It is argued that the hospice movement's good death philosophy along with a tradition of what it means to be a good nurse create a strong value system for nurses working in palliative care. In reality, the work can be exhausting and burdensome. Professionals too need support in this challenging but rewarding field of work. They are not angels but ordinary people in often extraordinary situations. At appropriate times, it is more important for professionals to "be" rather than to do. Listening and accompanying becomes the most important task.

Cicely Saunders coined the term "total pain" over fifty years ago. Pain is physical but it is also emotional and spiritual. All these different kinds of pain need to be examined if we are to offer holistic care. For Saunders, spirituality meant religion. Things are different now. Many people say that they are spiritual but not religious. They don't go to church. But they still value spiritual assistance. A large number of people are spiritually uncertain. There are relatively few committed atheists.

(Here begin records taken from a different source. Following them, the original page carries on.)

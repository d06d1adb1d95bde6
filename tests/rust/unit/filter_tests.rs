use serde_json::{json, Value};
use test_case::test_case;

use crate::common::{compile, first_where};

fn movies_where(filter: Value) -> Value {
    json!({
        "field": "movies",
        "arguments": {"where": filter},
        "selections": [{"field": "title"}]
    })
}

#[test_case(json!({"title": {"eq": "Heat"}}); "equality")]
#[test_case(json!({"rating": {"gte": 7.5}, "tags": {"includes": "noir"}}); "conjunction")]
#[test_case(json!({"OR": [{"title": {"startsWith": "The"}}, {"views": {"lt": 10}}]}); "disjunction")]
#[test_case(json!({"actors": {"some": {"node": {"name": {"eq": "Keanu"}}}}}); "some quantifier")]
#[test_case(json!({"actors": {"single": {"edge": {"role": {"eq": "Neo"}}}}}); "single quantifier")]
#[test_case(json!({"released": {"lt": "2000-01-01T00:00:00Z"}}); "temporal")]
fn test_not_is_the_complement(filter: Value) {
    let plain = compile(movies_where(filter.clone()));
    let negated = compile(movies_where(json!({"NOT": filter})));

    assert_eq!(
        first_where(&negated.cypher),
        format!("NOT ({})", first_where(&plain.cypher))
    );
    assert_eq!(plain.params, negated.params);
}

#[test]
fn test_quantifier_shapes() {
    let query = |q: &str| {
        compile(movies_where(
            json!({"actors": {q: {"node": {"name": {"eq": "Keanu"}}}}}),
        ))
    };
    let some = query("some");
    assert_eq!(
        first_where(&some.cypher),
        "EXISTS { MATCH (this)<-[this1:ACTED_IN]-(this0:Actor) WHERE this0.name = $this0_name_eq }"
    );
    assert_eq!(
        first_where(&query("none").cypher),
        format!("NOT ({})", first_where(&some.cypher))
    );
    assert_eq!(
        first_where(&query("all").cypher),
        "NOT (EXISTS { MATCH (this)<-[this1:ACTED_IN]-(this0:Actor) WHERE NOT (this0.name = $this0_name_eq) })"
    );
    assert_eq!(
        first_where(&query("single").cypher),
        "COUNT { MATCH (this)<-[this1:ACTED_IN]-(this0:Actor) WHERE this0.name = $this0_name_eq } = 1"
    );
}

// Over a movie with no actors: SOME false, NONE true, ALL true, SINGLE false.
// ALL holds vacuously because it is compiled as "no related node violates P".
#[test]
fn test_all_is_vacuously_true() {
    let all = compile(movies_where(json!({"actors": {"all": {}}})));
    assert!(!all.cypher.contains("WHERE"));

    let all = compile(movies_where(
        json!({"actors": {"all": {"node": {"name": {"eq": "Keanu"}}}}}),
    ));
    assert!(first_where(&all.cypher).starts_with("NOT (EXISTS {"));
}

#[test]
fn test_empty_connectives() {
    assert!(!compile(movies_where(json!({}))).cypher.contains("WHERE"));
    assert_eq!(first_where(&compile(movies_where(json!({"OR": []}))).cypher), "false");
    assert_eq!(first_where(&compile(movies_where(json!({"NOT": {}}))).cypher), "false");
}

#[test_case("shortestLength", "min(size(this1.role))"; "shortest length")]
#[test_case("longestLength", "max(size(this1.role))"; "longest length")]
#[test_case("averageLength", "avg(size(this1.role))"; "average length")]
fn test_string_aggregates_compare_lengths(function: &str, expected: &str) {
    let query = compile(movies_where(
        json!({"actorsAggregate": {"edge": {"role": {function: {"gt": 3}}}}}),
    ));
    assert!(query.cypher.contains(expected), "{}", query.cypher);
    assert_eq!(first_where(&query.cypher), "var2 = true");
}

#[test]
fn test_aggregate_count_runs_before_the_filter() {
    let query = compile(movies_where(json!({"actorsAggregate": {"count": {"gt": 2}}})));
    let lines: Vec<&str> = query.cypher.lines().collect();
    assert_eq!(lines[0], "MATCH (this:Movie)");
    assert_eq!(lines[1], "CALL {");
    assert!(query.cypher.contains("WITH * WHERE var1 = true"));
    assert_eq!(query.params["this_actors_count_gt"], json!(2));
}

#[test]
fn test_filter_values_are_parameters() {
    let injection = "x' OR 1=1 //";
    let query = compile(movies_where(json!({"title": {"eq": injection}})));
    assert!(!query.cypher.contains(injection));
    assert_eq!(query.params["this_title_eq"], json!(injection));
}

Even the atheist community is divided on spirituality. Some are hostile to the very idea. Others believe in a spirituality that is related to but independent of religion. In this work, it is argued that religion and spirituality have a lot in common. The word religion means to bind fast. Certainly, we are bound fast by our common beliefs. But we are also bound fast to our fellow man. It is said that contemplatives are bound more strongly to humanity than others.

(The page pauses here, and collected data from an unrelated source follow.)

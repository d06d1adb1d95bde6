//! cypherql - typed graph selections compiled to Cypher
//!
//! This crate turns a selection request against a declared graph schema into
//! a single parameterized Cypher statement, and shapes the store's records
//! back into the requested response:
//! - Schema model loaded from YAML
//! - Filters, sorts, aggregates and relay-style connections
//! - Interface and union fields compiled as `UNION` branches
//! - Result shaping with temporal, spatial and duration normalisation

pub mod config;
pub mod cypher;
pub mod executor;
pub mod result_shaper;
pub mod schema_model;
pub mod selection;
pub mod translator;
pub mod utils;

pub use executor::{Executor, ExecutorError, GraphStore, StoreError};
pub use schema_model::SchemaModel;
pub use selection::SelectionTree;
pub use translator::{translate, AuthPredicates, CompiledQuery, TranslatorError, TranslatorSettings};
//! Protocol definitions for sensor node communication.
//!
//! This module contains the text protocol:
//! - Query and command strings
//! - Reply classification and interpretation

pub mod command;
pub mod reply;

pub use command::{Command, Query};
pub use reply::{GAS_LEAK, GAS_OK, Interpretation, Reply, interpret};
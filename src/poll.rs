//! Round-robin poll cycle.
//!
//! One query is issued per tick, in the fixed order of
//! [`Query::ROUND_ROBIN`]. The query just issued stays pending until a
//! numeric reply consumes it or the next tick replaces it.

use crate::protocol::Query;
use crate::types::Connection;

/// Poll cursor and pending query.
#[derive(Debug, Clone, Default)]
pub struct Poller {
    cursor: usize,
    pending: Option<Query>,
}

impl Poller {
    /// Creates a poller positioned at the first query.
    #[must_use]
    pub const fn new() -> Self {
        Self {
            cursor: 0,
            pending: None,
        }
    }

    /// Advances one step.
    ///
    /// Returns the query to send, or `None` while disconnected. The cursor
    /// does not move while disconnected.
    pub fn tick(&mut self, connection: Connection) -> Option<Query> {
        if !connection.is_connected() {
            return None;
        }

        let query = Query::ROUND_ROBIN[self.cursor];
        self.cursor = (self.cursor + 1) % Query::ROUND_ROBIN.len();
        self.pending = Some(query);
        Some(query)
    }

    /// Returns the query the next tick will send.
    #[must_use]
    pub const fn next_query(&self) -> Query {
        Query::ROUND_ROBIN[self.cursor]
    }

    /// Returns the query awaiting a reply.
    #[must_use]
    pub const fn pending(&self) -> Option<Query> {
        self.pending
    }

    /// Takes the pending query, leaving none.
    pub fn take_pending(&mut self) -> Option<Query> {
        self.pending.take()
    }

    /// Forgets the pending query.
    pub fn clear_pending(&mut self) {
        self.pending = None;
    }

    /// Moves the cursor back to the first query and clears the pending one.
    pub fn reset(&mut self) {
        self.cursor = 0;
        self.pending = None;
    }
}
//! Command dispatch for sensor node operations.
//!
//! Commands are fire-and-forget: a command counts as done once the transport
//! accepted it, the node sends no acknowledgment.

use crate::error::Result;
use crate::event::{Direction, Event, EventDispatcher};
use crate::protocol::{Command, Query};
use crate::session::{ModeRequest, Session};
use crate::transport::Transport;

/// Sends commands and poll queries through a transport.
pub struct CommandDispatcher<T> {
    transport: T,
    dispatcher: EventDispatcher,
}

impl<T: Transport> CommandDispatcher<T> {
    /// Creates a new command dispatcher.
    #[must_use]
    pub const fn new(transport: T, dispatcher: EventDispatcher) -> Self {
        Self {
            transport,
            dispatcher,
        }
    }

    /// Returns the transport.
    #[must_use]
    pub const fn transport(&self) -> &T {
        &self.transport
    }

    /// Returns the transport mutably.
    pub fn transport_mut(&mut self) -> &mut T {
        &mut self.transport
    }

    /// Sends a single command without waiting for a reply.
    pub async fn send(&mut self, command: Command) -> Result<()> {
        tracing::debug!("sending command {}", command);
        self.transport.send(command.as_str().to_owned()).await
    }

    /// Sends a poll query and logs it as sent traffic.
    pub async fn send_query(&mut self, query: Query) -> Result<()> {
        self.send(Command::Query(query)).await?;
        self.dispatcher.dispatch(Event::RawLog {
            text: query.as_str().to_owned(),
            direction: Direction::Sent,
        });
        Ok(())
    }

    /// Executes a mode request against the session.
    ///
    /// Sends the request's commands in order and commits the state change
    /// only if all of them went out. Rejected requests send nothing.
    pub async fn execute(&mut self, session: &mut Session, request: ModeRequest) -> Result<()> {
        let commands = session.plan(request).inspect_err(|rejection| {
            tracing::debug!("{:?} rejected: {}", request, rejection);
        })?;

        for &command in commands {
            self.send(command).await?;
        }

        session.commit(request);
        Ok(())
    }
}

The chapter written by a chaplain beautifully notes that for Christians, God is a crucified God whose power is found in the depths of weakness and suffering. God is there with the one who suffers. We need to show this face of God to the atheist who asks where God is in the midst of human suffering.

This is a work that has made me reflect. As such, I found it very helpful. I found myself agreeing with some contributors more than others and that is hardly surprising.